Find every line below where the word "module" occurs, then give how many you found and nothing else.

Stored data entries:

══════

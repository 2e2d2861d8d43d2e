//! Shared entity definitions, schema and seed helpers for integration
//! tests.

#![allow(dead_code)]

use lodestone_core::{EntityDef, RelationDef, SqliteStore, TranslationDef};
use rusqlite::params;

/// Localized entity: articles carry translations and comments.
pub static ARTICLE: EntityDef = EntityDef {
    name: "article",
    table: "articles",
    id_field: "id",
    created_at_field: "created_at",
    slug_field: None,
    fields: &["id", "status", "author_id", "created_at"],
    relations: &[RelationDef {
        name: "comments",
        table: "comments",
        foreign_key: "article_id",
    }],
    translations: Some(TranslationDef {
        relation: RelationDef {
            name: "translations",
            table: "article_translations",
            foreign_key: "article_id",
        },
        locale_field: "locale",
        slug_field: Some("slug"),
        fields: &["id", "article_id", "locale", "title", "slug", "body"],
    }),
};

/// Non-localized entity: projects carry their own slug.
pub static PROJECT: EntityDef = EntityDef {
    name: "project",
    table: "projects",
    id_field: "id",
    created_at_field: "created_at",
    slug_field: Some("slug"),
    fields: &["id", "name", "slug", "status", "created_at"],
    relations: &[],
    translations: None,
};

const SCHEMA: &str = r#"
CREATE TABLE articles (
    id INTEGER PRIMARY KEY AUTOINCREMENT,
    status TEXT NOT NULL DEFAULT 'draft',
    author_id INTEGER,
    created_at INTEGER NOT NULL DEFAULT 0
);

CREATE TABLE article_translations (
    id INTEGER PRIMARY KEY AUTOINCREMENT,
    article_id INTEGER NOT NULL REFERENCES articles (id) ON DELETE CASCADE,
    locale TEXT NOT NULL,
    title TEXT NOT NULL,
    slug TEXT,
    body TEXT
);

CREATE TABLE comments (
    id INTEGER PRIMARY KEY AUTOINCREMENT,
    article_id INTEGER NOT NULL REFERENCES articles (id) ON DELETE CASCADE,
    author TEXT NOT NULL,
    body TEXT NOT NULL
);

CREATE TABLE projects (
    id INTEGER PRIMARY KEY AUTOINCREMENT,
    name TEXT NOT NULL,
    slug TEXT,
    status TEXT NOT NULL DEFAULT 'active',
    created_at INTEGER NOT NULL DEFAULT 0
);
"#;

/// Opens an in-memory store with the test schema applied.
pub fn open_store() -> SqliteStore {
    let store = SqliteStore::open_in_memory().expect("open in-memory store");
    store
        .connection()
        .execute_batch(SCHEMA)
        .expect("create test schema");
    store
}

pub fn seed_article(store: &SqliteStore, status: &str, author_id: i64, created_at: i64) -> i64 {
    store
        .connection()
        .execute(
            "INSERT INTO articles (status, author_id, created_at) VALUES (?1, ?2, ?3)",
            params![status, author_id, created_at],
        )
        .expect("seed article");
    store.connection().last_insert_rowid()
}

pub fn seed_translation(
    store: &SqliteStore,
    article_id: i64,
    locale: &str,
    title: &str,
    slug: Option<&str>,
) {
    store
        .connection()
        .execute(
            "INSERT INTO article_translations (article_id, locale, title, slug, body)
             VALUES (?1, ?2, ?3, ?4, ?5)",
            params![article_id, locale, title, slug, format!("{title} body")],
        )
        .expect("seed translation");
}

pub fn seed_comment(store: &SqliteStore, article_id: i64, author: &str, body: &str) {
    store
        .connection()
        .execute(
            "INSERT INTO comments (article_id, author, body) VALUES (?1, ?2, ?3)",
            params![article_id, author, body],
        )
        .expect("seed comment");
}

pub fn seed_project(
    store: &SqliteStore,
    name: &str,
    slug: Option<&str>,
    status: &str,
    created_at: i64,
) -> i64 {
    store
        .connection()
        .execute(
            "INSERT INTO projects (name, slug, status, created_at) VALUES (?1, ?2, ?3, ?4)",
            params![name, slug, status, created_at],
        )
        .expect("seed project");
    store.connection().last_insert_rowid()
}

/// Extracts integer ids from a record list, in order.
pub fn ids(records: &[lodestone_core::Record]) -> Vec<i64> {
    records
        .iter()
        .map(|record| {
            record
                .get("id")
                .and_then(lodestone_core::Value::as_integer)
                .expect("integer id")
        })
        .collect()
}
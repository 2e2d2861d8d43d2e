//! SQLite connection bootstrap.
//!
//! # Responsibility
//! - Open file or in-memory SQLite connections for store implementations.
//! - Configure connection pragmas required by repository behavior.
//!
//! # Invariants
//! - Returned connections have `foreign_keys=ON` and a busy timeout set.
//! - Schema ownership stays with the application; no migrations run here.

use log::{error, info};
use rusqlite::Connection;
use std::error::Error;
use std::fmt::{Display, Formatter};
use std::path::Path;
use std::time::{Duration, Instant};

const BUSY_TIMEOUT: Duration = Duration::from_secs(5);

pub type DbResult<T> = Result<T, DbError>;

/// Connection bootstrap error.
#[derive(Debug)]
pub enum DbError {
    /// Underlying SQLite failure.
    Sqlite(rusqlite::Error),
}

impl Display for DbError {
    fn fmt(&self, f: &mut Formatter<'_>) -> std::fmt::Result {
        match self {
            Self::Sqlite(err) => write!(f, "{err}"),
        }
    }
}

impl Error for DbError {
    fn source(&self) -> Option<&(dyn Error + 'static)> {
        match self {
            Self::Sqlite(err) => Some(err),
        }
    }
}

impl From<rusqlite::Error> for DbError {
    fn from(value: rusqlite::Error) -> Self {
        Self::Sqlite(value)
    }
}

/// Opens a SQLite database file configured for store use.
///
/// # Side effects
/// - Emits `store_open` logging events with duration and status.
pub fn open_store(path: impl AsRef<Path>) -> DbResult<Connection> {
    open_mode("file", || Connection::open(path))
}

/// Opens an in-memory SQLite database configured for store use.
///
/// # Side effects
/// - Emits `store_open` logging events with duration and status.
pub fn open_store_in_memory() -> DbResult<Connection> {
    open_mode("memory", Connection::open_in_memory)
}

fn open_mode(
    mode: &str,
    open: impl FnOnce() -> rusqlite::Result<Connection>,
) -> DbResult<Connection> {
    let started_at = Instant::now();
    info!("event=store_open module=db status=start mode={mode}");

    let result = open()
        .map_err(DbError::from)
        .and_then(|conn| configure_connection(conn).map_err(DbError::from));

    match result {
        Ok(conn) => {
            info!(
                "event=store_open module=db status=ok mode={mode} duration_ms={}",
                started_at.elapsed().as_millis()
            );
            Ok(conn)
        }
        Err(err) => {
            error!(
                "event=store_open module=db status=error mode={mode} duration_ms={} error={}",
                started_at.elapsed().as_millis(),
                err
            );
            Err(err)
        }
    }
}

fn configure_connection(conn: Connection) -> rusqlite::Result<Connection> {
    conn.execute_batch("PRAGMA foreign_keys = ON;")?;
    conn.busy_timeout(BUSY_TIMEOUT)?;
    Ok(conn)
}
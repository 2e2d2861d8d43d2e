//! Store contract consumed by the repository layer.
//!
//! # Responsibility
//! - Define the minimal query-builder capability a storage engine must
//!   expose: declarative select/count, create/update/delete, bulk insert
//!   and a key-to-value projection.
//! - Keep query *shaping* out of implementations; a store only binds and
//!   executes what a [`SelectQuery`] describes.
//!
//! # Invariants
//! - Field and relation names inside a `SelectQuery` have already been
//!   validated by the repository against the entity definition; a store
//!   is responsible for safe value binding, never for name sanitizing.
//! - Store failures carry their original diagnostic context; this layer
//!   adds none and swallows none.

use crate::db::DbError;
use crate::model::entity::EntityDef;
use crate::model::record::{FieldMap, Record};
use crate::model::value::Value;
use crate::query::SelectQuery;
use std::error::Error;
use std::fmt::{Display, Formatter};

pub mod sqlite;

pub type StoreResult<T> = Result<T, StoreError>;

/// Failure raised by a store implementation.
#[derive(Debug)]
pub enum StoreError {
    /// Connection or statement failure from the underlying engine.
    Db(DbError),
    /// Persisted or supplied data cannot be executed as described.
    InvalidData(String),
}

impl Display for StoreError {
    fn fmt(&self, f: &mut Formatter<'_>) -> std::fmt::Result {
        match self {
            Self::Db(err) => write!(f, "{err}"),
            Self::InvalidData(message) => write!(f, "invalid store data: {message}"),
        }
    }
}

impl Error for StoreError {
    fn source(&self) -> Option<&(dyn Error + 'static)> {
        match self {
            Self::Db(err) => Some(err),
            Self::InvalidData(_) => None,
        }
    }
}

impl From<DbError> for StoreError {
    fn from(value: DbError) -> Self {
        Self::Db(value)
    }
}

impl From<rusqlite::Error> for StoreError {
    fn from(value: rusqlite::Error) -> Self {
        Self::Db(DbError::Sqlite(value))
    }
}

/// Storage engine capability the repository delegates to.
///
/// Every method is one logical round-trip; eager loading of requested
/// relations happens inside the fetch methods so callers never follow up
/// per row.
pub trait Store {
    /// Fetches the first record matching the query, with requested
    /// relations attached.
    fn fetch_first(&self, def: &EntityDef, query: &SelectQuery) -> StoreResult<Option<Record>>;

    /// Fetches every record matching the query, with requested relations
    /// attached.
    fn fetch_all(&self, def: &EntityDef, query: &SelectQuery) -> StoreResult<Vec<Record>>;

    /// Counts records matching the query's predicates, ignoring ordering,
    /// projection and limit.
    fn count(&self, def: &EntityDef, query: &SelectQuery) -> StoreResult<u64>;

    /// Inserts one row and returns the created record as re-read from the
    /// store.
    fn insert_one(&self, def: &EntityDef, row: &FieldMap) -> StoreResult<Record>;

    /// Inserts multiple rows in a single batched statement. Rows share one
    /// column set; the repository validates this before calling.
    fn insert_many(&self, def: &EntityDef, rows: &[FieldMap]) -> StoreResult<()>;

    /// Applies a partial update to the row with the given id and returns
    /// the updated record, or `None` when no such row exists.
    fn update_by_id(
        &self,
        def: &EntityDef,
        id: &Value,
        changes: &FieldMap,
    ) -> StoreResult<Option<Record>>;

    /// Deletes the rows with the given ids in one statement, returning the
    /// number of rows removed.
    fn delete_by_ids(&self, def: &EntityDef, ids: &[Value]) -> StoreResult<usize>;

    /// Returns `(key, value)` pairs projected from two columns, in store
    /// order.
    fn pluck(
        &self,
        def: &EntityDef,
        value_field: &str,
        key_field: &str,
    ) -> StoreResult<Vec<(Value, Value)>>;
}
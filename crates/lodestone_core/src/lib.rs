//! Store-agnostic repository layer with capability-aware translation
//! loading.
//!
//! A [`Repository`] turns uniform find/list/paginate/write/query calls
//! into declarative [`SelectQuery`] values executed by a [`Store`]. For
//! entities declaring the translation capability, the translation relation
//! is attached automatically on every capability-aware read path.

pub mod db;
pub mod logging;
pub mod model;
pub mod query;
pub mod repo;
pub mod store;

pub use db::{open_store, open_store_in_memory, DbError, DbResult};
pub use logging::{default_log_level, init_logging, logging_status};
pub use model::entity::{EntityDef, RelationDef, TranslationDef};
pub use model::record::{FieldMap, Record};
pub use model::value::Value;
pub use query::{OrderBy, Page, SelectQuery, SortOrder};
pub use repo::base_repo::{RepoError, RepoResult, Repository, DEFAULT_PAGE_SIZE};
pub use store::sqlite::SqliteStore;
pub use store::{Store, StoreError, StoreResult};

══════

■ Your response ■
3